Aprovechando su sorpresa la ojiblanca introduzjo su lengua en la boca de la pelirrosa y exploró cada rincón de su cavidad. Sakura intentaba separarla pero le era imposible, en aquel momento Hinata tenía una fuerza increíble. La ojiblanca comenzó a acariciar el cuerpo de la muchacha que tanto deseaba. Comenzó a quitarle la ropa mientras su cuerpo se calentaba cada vez más. Sakura sentía sus intensas caricias, sentía su pasión y su deseo y no pudo reprimir algunos gemidos. Hinata comenzó a bajar por su mejilla hasta su cuello, comenzó a mordisquear, lamer y besar cada centímetro de su piel. Sin darse cuenta ambas estaban desnudas, apenas con las braguitas y las medias cortas y zapatos puestos. Las manos de la Hyuuga parecían expertas recorriendo todo su cuerpo haciéndola estremecer de placer. Ya no luchaba, ahora dejaba que su amiga hiciera lo que deseaba sin importarle ya nada. Hinata la tumbó sobre la mesa del profesor dejando sus piernas abiertas frente a ella con su sexo ya húmedo aun bajo la ropa interior. Comenzó a acariciarla por encima de la braguita, pero era incapaz de esperar, prácticamente se las arrancó y comenzó a lamerla y darle pequeños mordiscos que hacían gemir a la pelirrosa. Con una mano acariciaba su muslo y su trasero mientras con la otra le acariciaba los pechos.
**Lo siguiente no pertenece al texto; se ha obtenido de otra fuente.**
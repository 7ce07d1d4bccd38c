use anyhow::Context;
use axum::{
    debug_handler,
    extract::State,
    http::{header::CONTENT_TYPE, HeaderValue, StatusCode},
    response::IntoResponse,
    routing::get,
    Json, Router,
};
use serde_json::json;
use std::{sync::Arc, time::Duration};
use tower_http::cors::CorsLayer;

use crate::{
    configuration::Settings,
    modules::{auth::AuthRef, store::StoreRef},
    state::AppState,
    utils::session::{spawn_sweeper, Sessions},
};

pub mod auth;
pub mod chats;
pub mod friends;
pub mod live;
pub mod messages;
pub mod profile;

const SESSION_SWEEP_INTERVAL: Duration = Duration::from_secs(60);

/// Must be called from within a tokio runtime.
pub fn app(config: &Settings, store: StoreRef, auth: AuthRef) -> anyhow::Result<Router> {
    let origin = config
        .app
        .origin
        .parse::<HeaderValue>()
        .context("Invalid origin")?;
    let cors = CorsLayer::new()
        .allow_origin(origin)
        .allow_headers([CONTENT_TYPE])
        .allow_credentials(true);

    let state = AppState::new(config, store, auth);
    spawn_sweeper(&state.sessions, SESSION_SWEEP_INTERVAL);

    let api = Router::new()
        .nest("/auth", auth::router())
        .nest("/profile", profile::router())
        .nest("/friends", friends::router())
        .nest("/chats", chats::router())
        .nest("/messages", messages::router())
        .nest("/live", live::router())
        .route("/health", get(health_check))
        .with_state(state)
        .layer(cors);

    Ok(Router::new().nest("/api", api))
}

#[debug_handler(state = AppState)]
async fn health_check(State(sessions): State<Arc<Sessions>>) -> impl IntoResponse {
    (
        StatusCode::OK,
        Json(json!({
            "status": "all backend services are working properly",
            "sessions": sessions.len(),
        })),
    )
}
Sakura sujetó los cabellos de la Hyuuga para que profundizara más con su lengua. Después le metió un dedo y otro más en su interior, profundamente, aumentando los movimientos mientras le acariciaba los pechos con la otra mano y lamía sus pezones mordiéndolos con intensidad. Hasta que la pelirrosa no pudo más y se corrió.

— ¿Por qué?—le preguntó la pelirroja jadeante.
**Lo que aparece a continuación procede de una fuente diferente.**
use std::cmp::Ordering;

use serde_json::Value;

use super::models::Document;
use super::paths::CollectionPath;

#[derive(Debug, Clone, PartialEq)]
pub enum Filter {
    Eq(String, Value),
    Gte(String, Value),
    Lte(String, Value),
    ArrayContains(String, Value),
}

impl Filter {
    fn matches(&self, doc: &Document) -> bool {
        match self {
            Filter::Eq(field, expected) => doc.get(field) == Some(expected),
            Filter::Gte(field, bound) => doc
                .get(field)
                .and_then(|v| compare_values(v, bound))
                .map_or(false, |ord| ord != Ordering::Less),
            Filter::Lte(field, bound) => doc
                .get(field)
                .and_then(|v| compare_values(v, bound))
                .map_or(false, |ord| ord != Ordering::Greater),
            Filter::ArrayContains(field, needle) => match doc.get(field) {
                Some(Value::Array(items)) => items.contains(needle),
                _ => false,
            },
        }
    }
}

#[derive(Debug, Clone, Copy, PartialEq, Eq)]
pub enum Direction {
    Ascending,
    Descending,
}

#[derive(Debug, Clone, PartialEq)]
pub struct OrderBy {
    pub field: String,
    pub direction: Direction,
}

#[derive(Debug, Clone, PartialEq)]
pub struct Query {
    pub collection: CollectionPath,
    pub filters: Vec<Filter>,
    pub order_by: Option<OrderBy>,
}

impl Query {
    pub fn new(collection: CollectionPath) -> Self {
        Self {
            collection,
            filters: Vec::new(),
            order_by: None,
        }
    }

    pub fn where_eq(mut self, field: &str, value: impl Into<Value>) -> Self {
        self.filters.push(Filter::Eq(field.into(), value.into()));
        self
    }

    pub fn where_gte(mut self, field: &str, value: impl Into<Value>) -> Self {
        self.filters.push(Filter::Gte(field.into(), value.into()));
        self
    }

    pub fn where_lte(mut self, field: &str, value: impl Into<Value>) -> Self {
        self.filters.push(Filter::Lte(field.into(), value.into()));
        self
    }

    pub fn array_contains(mut self, field: &str, value: impl Into<Value>) -> Self {
        self.filters
            .push(Filter::ArrayContains(field.into(), value.into()));
        self
    }

    pub fn order_by(mut self, field: &str, direction: Direction) -> Self {
        self.order_by = Some(OrderBy {
            field: field.into(),
            direction,
        });
        self
    }

    /// Documents lacking the ordering field never match an ordered query.
    pub fn matches(&self, doc: &Document) -> bool {
        if let Some(order) = &self.order_by {
            if doc.get(&order.field).map_or(true, Value::is_null) {
                return false;
            }
        }
        self.filters.iter().all(|filter| filter.matches(doc))
    }

    pub fn compare(&self, a: &Document, b: &Document) -> Ordering {
        let Some(order) = &self.order_by else {
            return Ordering::Equal;
        };
        let ord = match (a.get(&order.field), b.get(&order.field)) {
            (Some(a), Some(b)) => compare_values(a, b).unwrap_or(Ordering::Equal),
            _ => Ordering::Equal,
        };
        match order.direction {
            Direction::Ascending => ord,
            Direction::Descending => ord.reverse(),
        }
    }
}

/// Orders values of the same kind. Values of different kinds are incomparable.
pub fn compare_values(a: &Value, b: &Value) -> Option<Ordering> {
    match (a, b) {
        (Value::Number(a), Value::Number(b)) => match (a.as_i64(), b.as_i64()) {
            (Some(a), Some(b)) => Some(a.cmp(&b)),
            _ => a.as_f64()?.partial_cmp(&b.as_f64()?),
        },
        (Value::String(a), Value::String(b)) => Some(a.cmp(b)),
        (Value::Bool(a), Value::Bool(b)) => Some(a.cmp(b)),
        _ => None,
    }
}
—Porque lo llevo deseando desde que te vi la primera vez y al verte con esa baka de Ino no aguante más—le contestó volviendo a besarla.

Aquella no era la Hinata que Sakura conocía, tan dominante e intensa, sin vergüenza alguna. La Hyuuga estaba más excitada a cada segundo, con aquel cuerpo que tanto deseaba bajo el suyo propio. Sin saber porque desvió la mirada a un cajón abierto de la mesa y vio algo que le excito aun más y que podría utilizar para sus nuevos juegos. Se apartó de la pelirrosa y cogió aquel alargado objeto de color rosáceo. Dio a un botón y se puso a vibrar sobresaltando a la joven sobre la mesa. Hinata se acercó a ella con el vibrador en alto, solo había visto una de esas cosas una vez sin querer en la tele, pero supo muy bien cómo usarlo. Se sentó junto a ella sobre la mesa y mientras con una mano acariciaba sus pechos con la otra comenzaba a acariciarla con el vibrador pero aun de forma superficial. Sakura vio la excitación de su amiga y ya que le daba tanto goce quiso dárselo a ella también. Comenzó a acariciar su sexo y a introducirle los dedos. La joven Hyuuga gemía de placer mientras introducía el vibrador en el interior de su amante poniéndolo en marcha. La pelirrosa gemía y gritaba debido al gran placer que sentía, aquél simple aparato la hacía creerse en el cielo y los exactos movimientos de Hinata la hacían volverse loca de placer. Ambas llegaron al clímax casi al unísono provocando que otra persona que las observaba desde su despacho también se viniera, después de haber disfrutado del espectáculo.